Ci fu un secondo di silenzio; una farfalla variopinta si fermò a riposarsi sul naso di Jay e lui rise come un bambino mentre la osservava fermo e immobile per non farla scappare via. Approfittai della sua distrazione per scattargli una foto. L'ombra che si creava sul suo viso delicato lo faceva sembrare un ritratto fatto a matita, l'opera d'arte migliore di un artista che disegna solo le sensazioni meravigliose che gli suscitano delle persone sconosciute, incontrate per caso in strada. Non potevo fare a meno di pensare che il sorriso imperfetto di Jay fosse la cosa più bella che avessi mai visto. Era l'unica caratteristica che in qualche modo riuscivo a collegare a Jungkook, l'unica familiarità a non farmi male. Fino a quel momento qualunque cosa mi ricordasse il mio piccolo migliore amico mi aveva ferito in maniera irreversibile, mentre i denti sporgenti di Jay rendevano il suo ricordo più vivo che mai.

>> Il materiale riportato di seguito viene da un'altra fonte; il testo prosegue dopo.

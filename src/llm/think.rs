//! Inline think-block scanner
//!
//! Some backends stream reasoning inside the plain content channel, wrapped in
//! `<think>` / `</think>` markers, instead of using a dedicated reasoning field.
//! The scanner splits such content into reasoning and visible spans. Markers may
//! arrive split across any number of chunks; a trailing partial marker is held
//! back until the next chunk decides it.

/// Opening marker of a think block
pub const OPEN_MARKER: &str = "<think>";
/// Closing marker of a think block
pub const CLOSE_MARKER: &str = "</think>";

/// Which channel the scanner is currently routing to
#[derive(Debug, Clone, Copy, PartialEq, Eq)]
pub enum ThinkState {
    /// Inside a think block
    Reasoning,
    /// Outside any think block
    Visible,
}

/// A span of content routed to one channel
#[derive(Debug, Clone, PartialEq, Eq)]
pub enum Routed {
    Reasoning(String),
    Visible(String),
}

/// Two-state scanner over content text
#[derive(Debug, Clone)]
pub struct ThinkScanner {
    state: ThinkState,
    carry: String,
}

impl ThinkScanner {
    /// Start inside reasoning: a backend may omit the opening marker for an
    /// already-active reasoning turn.
    pub fn new() -> Self {
        Self::with_state(ThinkState::Reasoning)
    }

    /// Start in an explicit state
    pub fn with_state(state: ThinkState) -> Self {
        Self {
            state,
            carry: String::new(),
        }
    }

    /// Current routing state
    pub fn state(&self) -> ThinkState {
        self.state
    }

    /// Feed one chunk of content, returning the spans that are now decided
    pub fn push(&mut self, chunk: &str) -> Vec<Routed> {
        let mut buffer = std::mem::take(&mut self.carry);
        buffer.push_str(chunk);

        let mut out = Vec::new();
        let mut rest = buffer.as_str();

        loop {
            match self.next_marker(rest) {
                Some((pos, marker)) => {
                    emit(&mut out, self.state, &rest[..pos]);
                    rest = &rest[pos + marker.len()..];
                    if marker == CLOSE_MARKER {
                        self.state = ThinkState::Visible;
                    } else {
                        self.state = ThinkState::Reasoning;
                    }
                }
                None => {
                    let hold = self.partial_marker_len(rest);
                    let split = rest.len() - hold;
                    emit(&mut out, self.state, &rest[..split]);
                    self.carry = rest[split..].to_string();
                    break;
                }
            }
        }

        out
    }

    /// Flush any held-back text once the stream ends
    pub fn finish(&mut self) -> Option<Routed> {
        let carry = std::mem::take(&mut self.carry);
        let mut out = Vec::new();
        emit(&mut out, self.state, &carry);
        out.pop()
    }

    /// Earliest marker relevant to the current state.
    ///
    /// Inside reasoning a redundant opening marker is consumed without changing state.
    fn next_marker(&self, text: &str) -> Option<(usize, &'static str)> {
        match self.state {
            ThinkState::Visible => text.find(OPEN_MARKER).map(|pos| (pos, OPEN_MARKER)),
            ThinkState::Reasoning => {
                let close = text.find(CLOSE_MARKER).map(|pos| (pos, CLOSE_MARKER));
                let open = text.find(OPEN_MARKER).map(|pos| (pos, OPEN_MARKER));
                match (close, open) {
                    (Some(c), Some(o)) => Some(if o.0 < c.0 { o } else { c }),
                    (c, o) => c.or(o),
                }
            }
        }
    }

    /// Length of the longest suffix of `text` that could still grow into a marker
    fn partial_marker_len(&self, text: &str) -> usize {
        let markers: &[&str] = match self.state {
            ThinkState::Visible => &[OPEN_MARKER],
            ThinkState::Reasoning => &[OPEN_MARKER, CLOSE_MARKER],
        };

        markers
            .iter()
            .map(|marker| {
                (1..marker.len())
                    .rev()
                    .find(|&k| text.ends_with(&marker[..k]))
                    .unwrap_or(0)
            })
            .max()
            .unwrap_or(0)
    }
}

impl Default for ThinkScanner {
    fn default() -> Self {
        Self::new()
    }
}

fn emit(out: &mut Vec<Routed>, state: ThinkState, text: &str) {
    if text.is_empty() {
        return;
    }
    match (out.last_mut(), state) {
        (Some(Routed::Reasoning(prev)), ThinkState::Reasoning) => prev.push_str(text),
        (Some(Routed::Visible(prev)), ThinkState::Visible) => prev.push_str(text),
        (_, ThinkState::Reasoning) => out.push(Routed::Reasoning(text.to_string())),
        (_, ThinkState::Visible) => out.push(Routed::Visible(text.to_string())),
    }
}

Mi distrassi così tanto dai miei pensieri che non mi accorsi di Jay, adesso seduto a gambe incrociate vicinissimo a me. Sbattei le palpebre mentre la faccia iniziava a scaldarsi e lui, cogliendomi del tutto di sorpresa, mi spostò i capelli da davanti gli occhi con un dito.
«Tu sei una persona che suscita l'interesse della gente. Il tuo continuo distrarti e meravigliarti delle cose del mondo mi fa veramente sentire una strana sensazione, come se fossi felice senza avere un vero motivo.» Disse guardandomi dritto dritto negli occhi.

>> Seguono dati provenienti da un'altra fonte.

//! run_shell - executes a command via `sh -c`

use async_trait::async_trait;
use serde_json::{json, Value};
use std::time::Duration;

use crate::core::{ConvoyError, Result, ToolCategory, ToolDefinition};
use crate::tools::{required_str, Tool};

const DEFAULT_TIMEOUT: Duration = Duration::from_secs(120);

/// Captures stdout, stderr and the exit code of a shell command
pub struct RunShellTool {
    timeout: Duration,
}

impl Default for RunShellTool {
    fn default() -> Self {
        Self::with_timeout(DEFAULT_TIMEOUT)
    }
}

impl RunShellTool {
    pub fn with_timeout(timeout: Duration) -> Self {
        Self { timeout }
    }
}

#[async_trait]
impl Tool for RunShellTool {
    fn definition(&self) -> ToolDefinition {
        ToolDefinition::function(
            "run_shell",
            "Execute a shell command and return stdout/stderr",
            json!({
                "type": "object",
                "properties": {
                    "command": {
                        "type": "string",
                        "description": "Shell command to execute"
                    }
                },
                "required": ["command"]
            }),
        )
    }

    fn category(&self) -> ToolCategory {
        ToolCategory::System
    }

    async fn execute(&self, args: &Value) -> Result<String> {
        let command = required_str(args, "command")?;
        tracing::debug!(command = %command, "running shell command");

        let output = tokio::time::timeout(
            self.timeout,
            tokio::process::Command::new("sh")
                .arg("-c")
                .arg(command)
                .stdin(std::process::Stdio::null())
                .kill_on_drop(true)
                .output(),
        )
        .await
        .map_err(|_| {
            ConvoyError::tool(format!(
                "Command timed out after {}s: {}",
                self.timeout.as_secs(),
                command
            ))
        })?
        .map_err(|e| ConvoyError::tool(format!("Failed to run command: {}", e)))?;

        Ok(json!({
            "stdout": String::from_utf8_lossy(&output.stdout),
            "stderr": String::from_utf8_lossy(&output.stderr),
            "exitCode": output.status.code(),
        })
        .to_string())
    }
}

Ma che gli prendeva? Mi stava facendo sentire in imbarazzo. Nascosi lo sguardo, mi mancava il coraggio di guardarlo negli occhi ed evitare le mie gambe, le mani e persino il cuore, mi tremassero.
«Ma allo stesso tempo sei malinconico e triste, come il quadro bellissimo di un paesaggio sotto la pioggia. Mi chiedo quali pensieri si nascondino dentro la tua testa, quali fantasie e quali dubbi ti rendino tanto sereno, ma anche tanto afflitto.» Aggiunse mettendosi in piedi e scrollandosi di dosso l'erba e il terriccio.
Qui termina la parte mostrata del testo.